Aim of the exercise.
Transcribe every record verbatim.

Stored data entries.
● ● ● ● ● ● ●

//! http endpoint receiving alert groups and forwarding them by email
use std::{
    net::{IpAddr, SocketAddr},
    sync::Arc,
};

use anyhow::{Context, Result};
use axum::{
    extract::{rejection::JsonRejection, Extension, Json},
    http::HeaderMap,
    routing::post,
    Router,
};
use prometheus::Registry;
use serde::Deserialize;

use crate::{
    alert::WebhookPayload,
    alert_renderer::AlertRenderer,
    auth::AuthGuard,
    error::{Acknowledgement, AlertError},
    mailer::Mailer,
    metrics::Metrics,
    normalizer::{AlertStatus, NormalizedAlert},
    settings::{self, Settings},
};

#[derive(Debug, Deserialize, Clone)]
pub struct AlertReceiverSettings {
    #[serde(default = "settings::default_bind_address")]
    pub bind_address: IpAddr,
    #[serde(default = "default_port")]
    pub port: u16,
}

fn default_port() -> u16 {
    8000
}

impl Default for AlertReceiverSettings {
    fn default() -> Self {
        Self { bind_address: settings::default_bind_address(), port: default_port() }
    }
}

impl AlertReceiverSettings {
    pub fn to_socket_addr(&self) -> SocketAddr {
        settings::socket_addr(self.bind_address, self.port)
    }
}

/// everything a request needs, built once at startup and shared read-only
#[derive(Debug)]
pub struct State {
    renderer: AlertRenderer,
    mailer: Mailer,
    auth: Option<AuthGuard>,
    subject_prefix: String,
    metrics: Metrics,
}

impl State {
    pub fn new(settings: &Settings, registry: &Registry) -> Result<Self> {
        let metrics = Metrics::new(registry).context("failed to register metrics")?;

        let renderer = AlertRenderer::new(settings.template.as_deref())
            .context("failed to construct alert renderer")?;

        let mailer = Mailer::new(&settings.mailer, metrics.clone())
            .context("failed to construct mailer")?;

        let auth = settings.auth.credentials().map(AuthGuard::new);
        if auth.is_none() {
            tracing::warn!("no credentials configured, webhook endpoint accepts unauthenticated requests");
        }

        Ok(Self {
            renderer,
            mailer,
            auth,
            subject_prefix: settings.mailer.subject_prefix.clone(),
            metrics,
        })
    }

    /// Authenticates, normalizes, renders and sends one alert group.
    async fn process(
        &self,
        headers: &HeaderMap,
        payload: Result<Json<WebhookPayload>, JsonRejection>,
    ) -> Result<Acknowledgement, AlertError> {
        if let Some(guard) = &self.auth {
            guard.check(headers).map_err(|err| {
                self.metrics.rejected_auth.inc();
                err
            })?;
        }

        let Json(payload) = payload.map_err(|err| AlertError::Validation(err.to_string()))?;

        let status = AlertStatus::parse(payload.status.as_deref());
        self.metrics.record_webhook(status.metric_label());
        tracing::debug!("received {status} webhook with {} alerts", payload.alerts.len());

        let alert = match NormalizedAlert::from_payload(&payload, &self.subject_prefix) {
            Ok(alert) => alert,
            Err(AlertError::EmptyPayload) => {
                self.metrics.ignored_webhooks.inc();
                tracing::debug!("ignoring webhook without alerts");
                return Ok(Acknowledgement::empty_payload());
            }
            Err(err) => return Err(err),
        };

        let html = self.renderer.render(&alert)?;
        self.mailer.send(&alert.subject, &html).await?;

        let items = alert.items.len();
        self.metrics.processed_alerts.inc_by(items as u64);
        tracing::info!(
            "sent {:?} to {} recipients ({items} alerts)",
            alert.subject,
            self.mailer.recipients().len()
        );

        Ok(Acknowledgement::delivered(items))
    }
}

async fn alert_receiver(
    Extension(state): Extension<Arc<State>>,
    headers: HeaderMap,
    payload: Result<Json<WebhookPayload>, JsonRejection>,
) -> Result<Json<Acknowledgement>, AlertError> {
    state.process(&headers, payload).await.map(Json)
}

pub fn router(state: Arc<State>) -> Router {
    Router::new().route("/alert", post(alert_receiver)).layer(Extension(state))
}

pub async fn run_alert_receiver(settings: &AlertReceiverSettings, state: Arc<State>) -> Result<()> {
    let addr = settings.to_socket_addr();
    tracing::info!("listening for alert webhooks on {addr}");

    axum::Server::try_bind(&addr)
        .with_context(|| format!("could not bind webhook receiver to {addr}"))?
        .serve(router(state).into_make_service())
        .await
        .context("alert webhook endpoint crashed")?;

    Ok(())
}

● ● ● ● ● ● ●

Answer space.
//! http endpoint receiving alert groups and forwarding them by email
use std::{
    net::{IpAddr, SocketAddr},
    sync::Arc,
};

use anyhow::{Context, Result};
use axum::{
    extract::{rejection::JsonRejection, Extension, Json},
    http::HeaderMap,
    routing::post,
    Router,
};
use prometheus::Registry;
use serde::Deserialize;

use crate::{
    alert::WebhookPayload,
    alert_renderer::AlertRenderer,
    auth::AuthGuard,
    error::{Acknowledgement, AlertError},
    mailer::Mailer,
    metrics::Metrics,
    normalizer::{AlertStatus, NormalizedAlert},
    settings::{self, Settings},
};

#[derive(Debug, Deserialize, Clone)]
pub struct AlertReceiverSettings {
    #[serde(default = "settings::default_bind_address")]
    pub bind_address: IpAddr,
    #[serde(default = "default_port")]
    pub port: u16,
}

fn default_port() -> u16 {
    8000
}

impl Default for AlertReceiverSettings {
    fn default() -> Self {
        Self { bind_address: settings::default_bind_address(), port: default_port() }
    }
}

impl AlertReceiverSettings {
    pub fn to_socket_addr(&self) -> SocketAddr {
        settings::socket_addr(self.bind_address, self.port)
    }
}

/// everything a request needs, built once at startup and shared read-only
#[derive(Debug)]
pub struct State {
    renderer: AlertRenderer,
    mailer: Mailer,
    auth: Option<AuthGuard>,
    subject_prefix: String,
    metrics: Metrics,
}

impl State {
    pub fn new(settings: &Settings, registry: &Registry) -> Result<Self> {
        let metrics = Metrics::new(registry).context("failed to register metrics")?;

        let renderer = AlertRenderer::new(settings.template.as_deref())
            .context("failed to construct alert renderer")?;

        let mailer = Mailer::new(&settings.mailer, metrics.clone())
            .context("failed to construct mailer")?;

        let auth = settings.auth.credentials().map(AuthGuard::new);
        if auth.is_none() {
            tracing::warn!("no credentials configured, webhook endpoint accepts unauthenticated requests");
        }

        Ok(Self {
            renderer,
            mailer,
            auth,
            subject_prefix: settings.mailer.subject_prefix.clone(),
            metrics,
        })
    }

    /// Authenticates, normalizes, renders and sends one alert group.
    async fn process(
        &self,
        headers: &HeaderMap,
        payload: Result<Json<WebhookPayload>, JsonRejection>,
    ) -> Result<Acknowledgement, AlertError> {
        if let Some(guard) = &self.auth {
            guard.check(headers).map_err(|err| {
                self.metrics.rejected_auth.inc();
                err
            })?;
        }

        let Json(payload) = payload.map_err(|err| AlertError::Validation(err.to_string()))?;

        let status = AlertStatus::parse(payload.status.as_deref());
        self.metrics.record_webhook(status.metric_label());
        tracing::debug!("received {status} webhook with {} alerts", payload.alerts.len());

        let alert = match NormalizedAlert::from_payload(&payload, &self.subject_prefix) {
            Ok(alert) => alert,
            Err(AlertError::EmptyPayload) => {
                self.metrics.ignored_webhooks.inc();
                tracing::debug!("ignoring webhook without alerts");
                return Ok(Acknowledgement::empty_payload());
            }
            Err(err) => return Err(err),
        };

        let html = self.renderer.render(&alert)?;
        self.mailer.send(&alert.subject, &html).await?;

        let items = alert.items.len();
        self.metrics.processed_alerts.inc_by(items as u64);
        tracing::info!(
            "sent {:?} to {} recipients ({items} alerts)",
            alert.subject,
            self.mailer.recipients().len()
        );

        Ok(Acknowledgement::delivered(items))
    }
}

async fn alert_receiver(
    Extension(state): Extension<Arc<State>>,
    headers: HeaderMap,
    payload: Result<Json<WebhookPayload>, JsonRejection>,
) -> Result<Json<Acknowledgement>, AlertError> {
    state.process(&headers, payload).await.map(Json)
}

pub fn router(state: Arc<State>) -> Router {
    Router::new().route("/alert", post(alert_receiver)).layer(Extension(state))
}

pub async fn run_alert_receiver(settings: &AlertReceiverSettings, state: Arc<State>) -> Result<()> {
    let addr = settings.to_socket_addr();
    tracing::info!("listening for alert webhooks on {addr}");

    axum::Server::try_bind(&addr)
        .with_context(|| format!("could not bind webhook receiver to {addr}"))?
        .serve(router(state).into_make_service())
        .await
        .context("alert webhook endpoint crashed")?;

    Ok(())
}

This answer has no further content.